On Sep 18, 2014, at 2:26 PM, Paul Moore email@example.com wrote:
Maybe this can't be solved in any meaningful sense, and maybe it's not something the "Python project" should take responsibility for, but without any doubt, it's the single most significant improvement that could be made to my experience with PyPI.
Package Discovery is absolutely a thing we stink at, and something we should do better at. This is squarly in the PyPI side of things, I don't think that python-dev needs to recommend a stdlib++ nor any hand picked group of people.. maybe.
The PyPI search is kinda grody, it's a horrible inefficienct SQL query that uses a bunch of LIKEs and regexes if I recall. Warehouse has switched to an Elasticsearch backend and I've attempted to do a little tuning of it, however I haven't done a whole lot largely because I'm not an expert and It wasn't that high of a priority.
Fundamentally though the problem is what do we use to determine if a package is "good" or not. Folks may or may not remember the great ratings/comments war of yore which was an attempt to add some end user driven ratings to packages on PyPI. That didn't particularly go well and they've long since been disabled.

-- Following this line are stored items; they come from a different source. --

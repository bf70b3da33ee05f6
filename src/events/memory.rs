//! In-process broker for tests and the demo binary.
//!
//! Append-only per-topic logs, one partition per topic, per-group committed
//! offsets. Uncommitted deliveries come back on the next poll, which is
//! exactly the redelivery behavior the fee consumer's dedupe table exists
//! for.

use super::{BrokerError, Delivery, EventPublisher, EventSource};
use async_trait::async_trait;
use std::collections::HashMap;
use std::sync::atomic::{AtomicBool, Ordering};
use std::sync::{Arc, Mutex};

#[derive(Clone)]
struct StoredMessage {
    key: Option<String>,
    payload: String,
}

#[derive(Default)]
pub struct MemoryBroker {
    logs: Mutex<HashMap<String, Vec<StoredMessage>>>,
    /// (group, topic) -> offset of the next delivery for that group.
    positions: Mutex<HashMap<(String, String), i64>>,
    fail_publish: AtomicBool,
}

impl MemoryBroker {
    pub fn new() -> Self {
        Self::default()
    }

    /// One consumer group's cursor over one topic. Separate groups each see
    /// the whole log; one group sees each message until it commits it.
    pub fn subscribe(self: &Arc<Self>, group: &str, topic: &str) -> MemorySubscription {
        MemorySubscription {
            broker: Arc::clone(self),
            group: group.to_string(),
            topic: topic.to_string(),
        }
    }

    /// Make subsequent publishes fail, for publisher-fault tests.
    pub fn set_fail_publish(&self, fail: bool) {
        self.fail_publish.store(fail, Ordering::SeqCst);
    }

    /// All payloads published to `topic`, in publish order.
    pub fn payloads(&self, topic: &str) -> Vec<String> {
        self.logs
            .lock()
            .unwrap()
            .get(topic)
            .map(|log| log.iter().map(|m| m.payload.clone()).collect())
            .unwrap_or_default()
    }

    pub fn message_count(&self, topic: &str) -> usize {
        self.logs.lock().unwrap().get(topic).map_or(0, |log| log.len())
    }
}

#[async_trait]
impl EventPublisher for MemoryBroker {
    async fn publish(
        &self,
        topic: &str,
        key: &str,
        payload: &serde_json::Value,
    ) -> Result<(), BrokerError> {
        if self.fail_publish.load(Ordering::SeqCst) {
            return Err(BrokerError::Publish {
                topic: topic.to_string(),
                reason: "publishing disabled".to_string(),
            });
        }

        let mut logs = self.logs.lock().unwrap();
        logs.entry(topic.to_string()).or_default().push(StoredMessage {
            key: Some(key.to_string()),
            payload: payload.to_string(),
        });
        Ok(())
    }
}

pub struct MemorySubscription {
    broker: Arc<MemoryBroker>,
    group: String,
    topic: String,
}

#[async_trait]
impl EventSource for MemorySubscription {
    async fn poll(&self) -> Result<Option<Delivery>, BrokerError> {
        let position = {
            let positions = self.broker.positions.lock().unwrap();
            positions
                .get(&(self.group.clone(), self.topic.clone()))
                .copied()
                .unwrap_or(0)
        };

        let logs = self.broker.logs.lock().unwrap();
        let Some(message) = logs.get(&self.topic).and_then(|log| log.get(position as usize))
        else {
            return Ok(None);
        };

        Ok(Some(Delivery {
            topic: self.topic.clone(),
            partition: 0,
            offset: position,
            key: message.key.clone(),
            payload: message.payload.clone(),
        }))
    }

    async fn commit(&self, delivery: &Delivery) -> Result<(), BrokerError> {
        let mut positions = self.broker.positions.lock().unwrap();
        let next = positions
            .entry((self.group.clone(), self.topic.clone()))
            .or_insert(0);
        // Commits never move the cursor backwards.
        if delivery.offset + 1 > *next {
            *next = delivery.offset + 1;
        }
        Ok(())
    }
}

One of the problems is that the names of packages are basically either extremely relevant or not relevant at all. Taking a look at Django migrations prior to Django 1.7 you had "South" which was the de facto standard and "django-migrations" which was a more or less defunct project. Then you'd have a ton of django-* packages which mention both Django and the fact that they have migrations shipped within their long_description. It got somewhat hard to get South to score fairly high on "django migrations".
Popularity is a reasonable metric, if I recall Warehouse uses the download counts of a project to weight the search results (although it should probably use rolling counts and not total counts). The idea here is that something that is downloaded more often is likely to be a better overall choice for most people.
On Crate I had "favorites" which were functionally equivilant to stars on GitHub which would influence the search results as well.
That's about all that I've been able to think of to glean information from, any sort of ratings or what have you system needs to be done very carefully so that it actually provides value and isn't just a pain point.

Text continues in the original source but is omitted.